Stored items

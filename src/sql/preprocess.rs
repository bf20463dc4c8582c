//! Text normalization ahead of statement matching.
//!
//! Comments are dropped, whitespace runs collapse to a single space and the
//! input is split into `;`-terminated statements. Single-quoted literals are
//! copied through untouched so that `--`, `/*` or `;` inside a default value
//! survive.

use std::iter::Peekable;
use std::str::Chars;

struct Scanner<'a> {
    chars: Peekable<Chars<'a>>,
    current_char: Option<char>,
    out: String,
    statements: Vec<String>,
}

impl<'a> Scanner<'a> {
    fn new(input: &'a str) -> Self {
        let mut chars = input.chars().peekable();
        let current_char = chars.next();
        Self {
            chars,
            current_char,
            out: String::new(),
            statements: Vec::new(),
        }
    }

    fn advance(&mut self) {
        self.current_char = self.chars.next();
    }

    fn peek(&mut self) -> Option<&char> {
        self.chars.peek()
    }

    fn push_space(&mut self) {
        if !self.out.is_empty() && !self.out.ends_with(' ') {
            self.out.push(' ');
        }
    }

    fn skip_line_comment(&mut self) {
        while let Some(c) = self.current_char {
            self.advance();
            if c == '\n' {
                break;
            }
        }
    }

    fn skip_block_comment(&mut self) {
        self.advance(); // /
        self.advance(); // *
        while let Some(c) = self.current_char {
            self.advance();
            if c == '*' && self.current_char == Some('/') {
                self.advance();
                break;
            }
        }
    }

    fn copy_quoted(&mut self, quote: char) {
        self.out.push(quote);
        self.advance();
        while let Some(c) = self.current_char {
            self.out.push(c);
            self.advance();
            if c == quote {
                // doubled quote is an escaped quote
                if self.current_char == Some(quote) {
                    self.out.push(quote);
                    self.advance();
                } else {
                    break;
                }
            }
        }
    }

    fn finish_statement(&mut self) {
        let stmt = self.out.trim().to_string();
        if !stmt.is_empty() {
            self.statements.push(stmt);
        }
        self.out.clear();
    }

    fn run(mut self) -> Vec<String> {
        while let Some(c) = self.current_char {
            match c {
                '-' if self.peek() == Some(&'-') => {
                    self.skip_line_comment();
                    self.push_space();
                }
                '/' if self.peek() == Some(&'*') => {
                    self.skip_block_comment();
                    self.push_space();
                }
                '\'' | '"' => self.copy_quoted(c),
                ';' => {
                    self.advance();
                    self.finish_statement();
                }
                c if c.is_whitespace() => {
                    self.advance();
                    self.push_space();
                }
                c => {
                    self.out.push(c);
                    self.advance();
                }
            }
        }
        self.finish_statement();
        self.statements
    }
}

/// Strip comments, collapse whitespace and split into statements.
pub fn split_statements(input: &str) -> Vec<String> {
    Scanner::new(input).run()
}

/// Split on `sep` where parenthesis depth is zero and outside quotes.
/// Pieces are trimmed; empty pieces are dropped.
pub fn split_top_level(text: &str, sep: char) -> Vec<String> {
    let mut parts = Vec::new();
    let mut current = String::new();
    let mut depth = 0usize;
    let mut quote: Option<char> = None;

    for c in text.chars() {
        match quote {
            Some(q) => {
                if c == q {
                    quote = None;
                }
                current.push(c);
            }
            None => match c {
                '\'' | '"' => {
                    quote = Some(c);
                    current.push(c);
                }
                '(' => {
                    depth += 1;
                    current.push(c);
                }
                ')' => {
                    depth = depth.saturating_sub(1);
                    current.push(c);
                }
                c if c == sep && depth == 0 => {
                    parts.push(std::mem::take(&mut current));
                }
                c => current.push(c),
            },
        }
    }
    parts.push(current);

    parts
        .into_iter()
        .map(|p| p.trim().to_string())
        .filter(|p| !p.is_empty())
        .collect()
}

/// Byte offset of the `)` closing the `(` at `open`, if balanced.
pub fn find_matching_paren(text: &str, open: usize) -> Option<usize> {
    let mut depth = 0usize;
    let mut quote: Option<char> = None;

    for (i, c) in text[open..].char_indices() {
        if let Some(q) = quote {
            if c == q {
                quote = None;
            }
            continue;
        }
        match c {
            '\'' | '"' => quote = Some(c),
            '(' => depth += 1,
            ')' => {
                depth -= 1;
                if depth == 0 {
                    return Some(open + i);
                }
            }
            _ => {}
        }
    }
    None
}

WORK REQUIRED: In the reply, include exactly the lines from the beginning of the entries above through the line holding "space and the", and nothing besides.

RESPONSE BELOW:
filename src/sql/preprocess.rs
repository bf20463dc4c8582c
//! Text normalization ahead of statement matching.
//!
//! Comments are dropped, whitespace runs collapse to a single space and the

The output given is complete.